Central characters of this documentary are two women, Zakia and Rukhsana, from southern Punjab who survived acid attacks and have been fighting for justice ever since. Instead of only portraying the misery of the victims, the film focuses on the vigor with which they endure the process of emotional and physical healing.

Sharmeen Obaid-Chinoy is the first Pakistani filmmaker to win an Oscar nomination for co-directing this film with Daniel Junge. Obaid-Chinoy previously won an Emmy award for her film Pakistan’s Taliban Generation. This film was also the recipient of the Alfred Dupont Award and the Association for International Broadcasting Award. Obaid-Chinoy is the first non-American to receive the Livingston Award for best international reporting. In 2007, she received the broadcast journalist of the year award in the UK from One World Media for her work in a series of documentary films. For her work on other films, she also received the Overseas Press Club Award, the American Women in Radio and Television Award, the Cine Golden Eagle Award and the Banff Rockie Award.

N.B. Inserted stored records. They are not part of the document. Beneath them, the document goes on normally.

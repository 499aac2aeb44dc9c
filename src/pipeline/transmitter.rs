//! Credit-controlled bridge from the block producer to the transport.
use std::collections::VecDeque;

use log::{debug, trace};

use crate::{ClientError, protocol::Block};

use super::flow::{FlowError, Subscription};

/// Blocks requested ahead of the transport.
pub const PREFETCH: usize = 16;

/// Outcome of handing a block to a [`BlockSink`].
#[derive(Debug, Clone, Copy, PartialEq, Eq)]
pub enum WriteStatus {
    /// On the wire; confirmed immediately.
    Sent,
    /// Accepted; confirmed later through
    /// [`BlockTransmitter::on_write_confirmed`].
    Pending,
}

/// Write side of the transport as seen by the transmitter.
pub trait BlockSink {
    fn is_writable(&self) -> bool;
    fn write(&mut self, block: Block) -> Result<WriteStatus, ClientError>;
    fn flush(&mut self) -> Result<(), ClientError>;
}

#[derive(Debug, Clone, Copy, PartialEq, Eq)]
pub enum TransmitterState {
    Idle,
    Active,
    Draining,
    Failed,
}

#[derive(Debug, Clone, Copy)]
struct InFlight {
    rows: usize,
    sentinel: bool,
}

pub struct BlockTransmitter {
    state: TransmitterState,
    subscription: Option<Box<dyn Subscription>>,
    queue: VecDeque<Block>,
    in_flight: VecDeque<InFlight>,
    outstanding: usize,
    rows_sent: u64,
    blocks_sent: u64,
}

impl Default for BlockTransmitter {
    fn default() -> Self {
        Self::new()
    }
}

impl BlockTransmitter {
    pub fn new() -> Self {
        Self {
            state: TransmitterState::Idle,
            subscription: None,
            queue: VecDeque::with_capacity(PREFETCH),
            in_flight: VecDeque::with_capacity(PREFETCH),
            outstanding: 0,
            rows_sent: 0,
            blocks_sent: 0,
        }
    }

    pub fn state(&self) -> TransmitterState {
        self.state
    }

    /// Blocks requested upstream and not yet received.
    pub fn outstanding(&self) -> usize {
        self.outstanding
    }

    pub fn queued(&self) -> usize {
        self.queue.len()
    }

    /// Rows in data blocks confirmed written.
    pub fn rows_sent(&self) -> u64 {
        self.rows_sent
    }

    /// Data blocks confirmed written, sentinel excluded.
    pub fn blocks_sent(&self) -> u64 {
        self.blocks_sent
    }

    pub fn on_subscribe(&mut self, subscription: Box<dyn Subscription>) -> Result<(), ClientError> {
        if self.state != TransmitterState::Idle {
            subscription.cancel();
            return Err(FlowError::DuplicateSubscription.into());
        }
        self.state = TransmitterState::Active;
        self.outstanding = PREFETCH;
        subscription.request(PREFETCH as u64);
        self.subscription = Some(subscription);
        Ok(())
    }

    /// Takes one block from upstream. Sends it at once when the sink is
    /// writable and nothing is queued ahead of it, otherwise queues it.
    pub fn on_next<S: BlockSink>(&mut self, block: Block, sink: &mut S) -> Result<(), ClientError> {
        if !block.is_empty() {
            self.outstanding = self.outstanding.checked_sub(1).ok_or(FlowError::CreditExhausted)?;
        }
        if self.queue.len() + self.in_flight.len() >= PREFETCH + 1 {
            return Err(FlowError::Overgrowth {
                outstanding: self.queue.len() + self.in_flight.len() + 1,
                prefetch: PREFETCH,
            }
            .into());
        }
        self.queue.push_back(block);
        if sink.is_writable() {
            self.drain(sink)?;
        } else {
            trace!("sink not writable, {} blocks queued", self.queue.len());
        }
        Ok(())
    }

    /// A block handed to the sink has reached the wire. Data blocks give their
    /// credit back and one more block is requested.
    pub fn on_write_confirmed(&mut self) {
        let Some(done) = self.in_flight.pop_front() else {
            return;
        };
        if done.sentinel {
            return;
        }
        self.rows_sent += done.rows as u64;
        self.blocks_sent += 1;
        if self.state == TransmitterState::Active {
            if let Some(subscription) = &self.subscription {
                self.outstanding += 1;
                subscription.request(1);
            }
        }
    }

    pub fn on_writability_changed<S: BlockSink>(&mut self, writable: bool, sink: &mut S) -> Result<(), ClientError> {
        if writable {
            self.drain(sink)?;
        }
        Ok(())
    }

    /// Upstream is done. Whatever is still queued goes out as soon as the
    /// sink allows.
    pub fn on_complete<S: BlockSink>(&mut self, sink: &mut S) -> Result<(), ClientError> {
        self.state = TransmitterState::Draining;
        self.subscription = None;
        self.drain(sink)
    }

    /// Upstream finished and every block has been confirmed.
    pub fn is_finished(&self) -> bool {
        self.state == TransmitterState::Draining && self.queue.is_empty() && self.in_flight.is_empty()
    }

    /// Stops the stream: upstream is cancelled and every queued block is
    /// dropped. Safe to call more than once.
    pub fn cancel(&mut self) {
        if self.state == TransmitterState::Failed {
            return;
        }
        self.state = TransmitterState::Failed;
        if let Some(subscription) = self.subscription.take() {
            subscription.cancel();
        }
        if !self.queue.is_empty() {
            debug!("dropping {} queued blocks", self.queue.len());
        }
        self.queue.clear();
        self.in_flight.clear();
        self.outstanding = 0;
    }

    /// Writes queued blocks until the queue empties or the sink stops being
    /// writable, then flushes once.
    fn drain<S: BlockSink>(&mut self, sink: &mut S) -> Result<(), ClientError> {
        let mut sent = false;
        while sink.is_writable() {
            let Some(block) = self.queue.pop_front() else {
                break;
            };
            if let Err(e) = self.send(block, sink) {
                self.cancel();
                return Err(e);
            }
            sent = true;
        }
        if sent {
            if let Err(e) = sink.flush() {
                self.cancel();
                return Err(e);
            }
        }
        Ok(())
    }

    fn send<S: BlockSink>(&mut self, block: Block, sink: &mut S) -> Result<(), ClientError> {
        let entry = InFlight {
            rows: block.rows(),
            sentinel: block.is_empty(),
        };
        trace!("sending block of {} rows", entry.rows);
        let status = sink.write(block)?;
        self.in_flight.push_back(entry);
        if status == WriteStatus::Sent {
            self.on_write_confirmed();
        }
        Ok(())
    }
}
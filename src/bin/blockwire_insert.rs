use std::{
    error::Error,
    io::{self, BufReader},
    net::TcpStream,
};

use clap::Parser;
use log::info;

use blockwire::{
    ClientConfig, Connection,
    cli::LineSource,
    protocol::{ColumnType, CompressionMethod, Settings},
};

/// Streams tab-separated rows from stdin into a table.
#[derive(Debug, Parser)]
#[command(version, about, long_about = None)]
struct Cli {
    /// Server address, as host:port
    address: String,
    /// Target table
    table: String,
    /// Column types of the input, in table order (e.g. `UInt32,String,Date`)
    #[arg(long, value_delimiter = ',', required = true)]
    columns: Vec<ColumnType>,
    /// Compress data blocks with lz4, lz4hc, zstd or none
    #[arg(long)]
    compression: Option<CompressionMethod>,
    /// Compression level used with zstd
    #[arg(long, default_value_t = 1)]
    zstd_level: u64,
    #[arg(long, default_value = "default")]
    database: String,
    #[arg(long, default_value = "default")]
    user: String,
    #[arg(long, default_value = "")]
    password: String,
    /// Threads compressing outbound blocks
    #[arg(long, default_value_t = 2)]
    workers: usize,
}

fn main() -> Result<(), Box<dyn Error>> {
    env_logger::init();

    let cli = Cli::parse();
    let stream = TcpStream::connect(&cli.address)?;
    stream.set_nodelay(true)?;
    info!("connected to {}", cli.address);

    let config = ClientConfig {
        database: cli.database,
        username: cli.user,
        password: cli.password,
        compression_workers: cli.workers,
        ..ClientConfig::default()
    };
    let mut settings = Settings::new();
    if let Some(method) = cli.compression {
        settings = settings.with_compression(method);
        if method == CompressionMethod::Zstd {
            settings = settings.with_zstd_level(cli.zstd_level);
        }
    }

    let source = LineSource::new(BufReader::new(io::stdin()), cli.columns);
    let mut connection = Connection::new(stream, config);
    let summary = connection.insert(&format!("INSERT INTO {} VALUES", cli.table), &settings, source)?;

    println!("inserted {} rows in {} blocks", summary.rows, summary.blocks);
    Ok(())
}
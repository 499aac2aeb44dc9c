//! Column-oriented blocks.
//!
//! A [`Block`] has a single owner at any time: the assembler fills it, hands it
//! to the transmitter by value, and it is released (dropped) once written. Blocks
//! are never cloned.
use super::{
    CodecError,
    column::{Column, ColumnType, read_column},
    varint,
    wire::{WireReader, write_i32, write_string},
};

const FIELD_END: u64 = 0;
const FIELD_IS_OVERFLOWS: u64 = 1;
const FIELD_BUCKET_NUM: u64 = 2;

/// Per-block metadata, written as numbered fields closed by a zero tag.
#[derive(Debug, Clone, Copy, PartialEq, Eq)]
pub struct BlockInfo {
    pub is_overflows: bool,
    pub bucket_num: i32,
}

impl Default for BlockInfo {
    fn default() -> Self {
        Self {
            is_overflows: false,
            bucket_num: -1,
        }
    }
}

impl BlockInfo {
    pub fn write(&self, out: &mut Vec<u8>) {
        varint::write_u64(out, FIELD_IS_OVERFLOWS);
        varint::write_bool(out, self.is_overflows);
        varint::write_u64(out, FIELD_BUCKET_NUM);
        write_i32(out, self.bucket_num);
        varint::write_u64(out, FIELD_END);
    }

    pub fn read(reader: &mut WireReader<'_>) -> Result<Self, CodecError> {
        let mut info = BlockInfo::default();
        loop {
            match reader.read_varint()? {
                FIELD_END => return Ok(info),
                FIELD_IS_OVERFLOWS => info.is_overflows = reader.read_bool()?,
                FIELD_BUCKET_NUM => info.bucket_num = reader.read_i32_le()?,
                other => return Err(CodecError::UnknownBlockInfoField(other)),
            }
        }
    }
}

/// Column names and types of a block, in order.
pub type Schema = Vec<(String, ColumnType)>;

#[derive(Debug, PartialEq, Eq)]
pub struct Block {
    info: BlockInfo,
    columns: Vec<Column>,
    rows: usize,
}

impl Block {
    pub fn new(info: BlockInfo, columns: Vec<Column>, rows: usize) -> Self {
        Self { info, columns, rows }
    }

    /// Zero columns, zero rows. Sent to request the sample block and to end a stream.
    pub fn empty() -> Self {
        Self::new(BlockInfo::default(), Vec::new(), 0)
    }

    pub fn is_empty(&self) -> bool {
        self.columns.is_empty() && self.rows == 0
    }

    pub fn info(&self) -> BlockInfo {
        self.info
    }

    pub fn rows(&self) -> usize {
        self.rows
    }

    pub fn columns(&self) -> &[Column] {
        &self.columns
    }

    pub fn schema(&self) -> Schema {
        self.columns
            .iter()
            .map(|c| (c.name().to_string(), c.column_type()))
            .collect()
    }

    /// Writes block info, column and row counts, then every column.
    ///
    /// Column bytes are only present when the block has rows.
    pub fn write(&self, out: &mut Vec<u8>) {
        self.info.write(out);
        varint::write_u64(out, self.columns.len() as u64);
        varint::write_u64(out, self.rows as u64);

        for column in &self.columns {
            write_string(out, column.name());
            write_string(out, column.column_type().name());
            if self.rows > 0 {
                out.extend_from_slice(column.data());
            }
        }
    }

    pub fn read(reader: &mut WireReader<'_>) -> Result<Self, CodecError> {
        let info = BlockInfo::read(reader)?;
        let num_columns = reader.read_len()?;
        let rows = reader.read_len()?;

        let mut columns = Vec::with_capacity(num_columns.min(1024));
        for _ in 0..num_columns {
            let name = reader.read_string()?;
            let column_type: ColumnType = reader.read_string()?.parse()?;
            let mut data = Vec::new();
            if rows > 0 {
                read_column(column_type, reader, rows, &mut data)?;
            }
            columns.push(Column::with_data(name, column_type, data));
        }

        Ok(Self::new(info, columns, rows))
    }
}
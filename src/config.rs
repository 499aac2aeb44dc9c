use crate::{pipeline::BLOCK_ROWS, protocol::message::CLIENT_NAME};

/// Connection-level options. Query-level tuning lives in
/// [`Settings`](crate::protocol::Settings).
#[derive(Debug, Clone, PartialEq, Eq)]
pub struct ClientConfig {
    pub database: String,
    pub username: String,
    pub password: String,
    /// Name the client introduces itself with in Hello and client info.
    pub client_name: String,
    /// Empty lets the server assign one.
    pub query_id: String,
    /// Threads compressing outbound blocks. Unused without compression.
    pub compression_workers: usize,
    /// Rows per outbound data block.
    pub block_rows: usize,
}

impl Default for ClientConfig {
    fn default() -> Self {
        Self {
            database: "default".to_string(),
            username: "default".to_string(),
            password: String::new(),
            client_name: CLIENT_NAME.to_string(),
            query_id: String::new(),
            compression_workers: 2,
            block_rows: BLOCK_ROWS,
        }
    }
}
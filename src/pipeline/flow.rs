use thiserror::Error;

use crate::ClientError;

use super::assembler::AssemblerState;

/// Demand side of a producer/consumer pair.
///
/// `request(n)` grants the producer permission to emit `n` more items;
/// `cancel()` stops it and releases whatever it still holds.
pub trait Subscription: Send {
    fn request(&self, n: u64);
    fn cancel(&self);
}

/// What a producer emits downstream. `Complete` and `Error` are terminal.
#[derive(Debug)]
pub enum Signal<T> {
    Next(T),
    Complete,
    Error(ClientError),
}

/// What a consumer sends upstream.
#[derive(Debug, Clone, Copy, PartialEq, Eq)]
pub enum Demand {
    Request(u64),
    Cancel,
}

/// Misuse of the credit protocol. These are programming errors and are never
/// recovered from.
#[derive(Debug, Error, PartialEq, Eq)]
pub enum FlowError {
    #[error("demand of {requested} in state {state:?}")]
    InvalidDemand { state: AssemblerState, requested: u64 },
    #[error("subscribe in state {state:?}")]
    AlreadySubscribed { state: AssemblerState },
    #[error("transmitter subscribed twice")]
    DuplicateSubscription,
    #[error("row delivered in state {state:?}")]
    NotActive { state: AssemblerState },
    #[error("row delivered without credit")]
    CreditExhausted,
    #[error("{outstanding} blocks outstanding exceeds prefetch of {prefetch}")]
    Overgrowth { outstanding: usize, prefetch: usize },
}
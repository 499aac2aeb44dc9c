use std::io;

use thiserror::Error;

use crate::{
    connection::ConnectionState,
    pipeline::FlowError,
    protocol::{CodecError, CompressionError, ServerException},
    thread::PoolShutdown,
};

/// Terminal error of a connection. Every variant ends the stream and closes
/// the transport; nothing is retried internally.
#[derive(Debug, Error)]
pub enum ClientError {
    #[error("[protocol] {0}")]
    Protocol(#[from] CodecError),
    #[error("[corrupted stream] {0}")]
    CorruptedStream(CompressionError),
    #[error("[server] {0}")]
    Server(#[from] ServerException),
    #[error("[transport] {0}")]
    Transport(#[from] io::Error),
    #[error("[flow control] {0}")]
    FlowControl(#[from] FlowError),
    #[error("[protocol] unexpected {event} in state {state:?}")]
    UnexpectedState {
        state: ConnectionState,
        event: &'static str,
    },
    #[error("[row source] {0}")]
    Source(String),
    #[error("[compression pool] {0}")]
    Pool(#[from] PoolShutdown),
}

impl From<CompressionError> for ClientError {
    fn from(err: CompressionError) -> Self {
        match err {
            // An unknown method is a protocol mismatch, not damaged bytes.
            CompressionError::UnknownMethod(byte) => ClientError::Protocol(CodecError::UnknownCompressionMethod(byte)),
            other => ClientError::CorruptedStream(other),
        }
    }
}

Above all, this documentary, along with its accolades, is truly a testimony of the devotion and fervor with which Sharmeen, Dr. Jawad, Zakia and Rukhsana are pursuing their individual goals. Saving Face brings together the hard work and creativity of an ambitious documentarian, the dedication of a passionate doctor, and determination of valiant victims of acid attacks.

The film also emerges as a face-saver for Pakistan, amid growing negative perceptions about the country worldwide.

The Oscar nod for Saving Face recognizes of a Pakistani filmmaker and sends message to all the ambitious Pakistanis and the world that hard work pays off, no matter where you live and your passion to prevail over the crisis can take you places whether you are a filmmaker, a doctor or a survivor.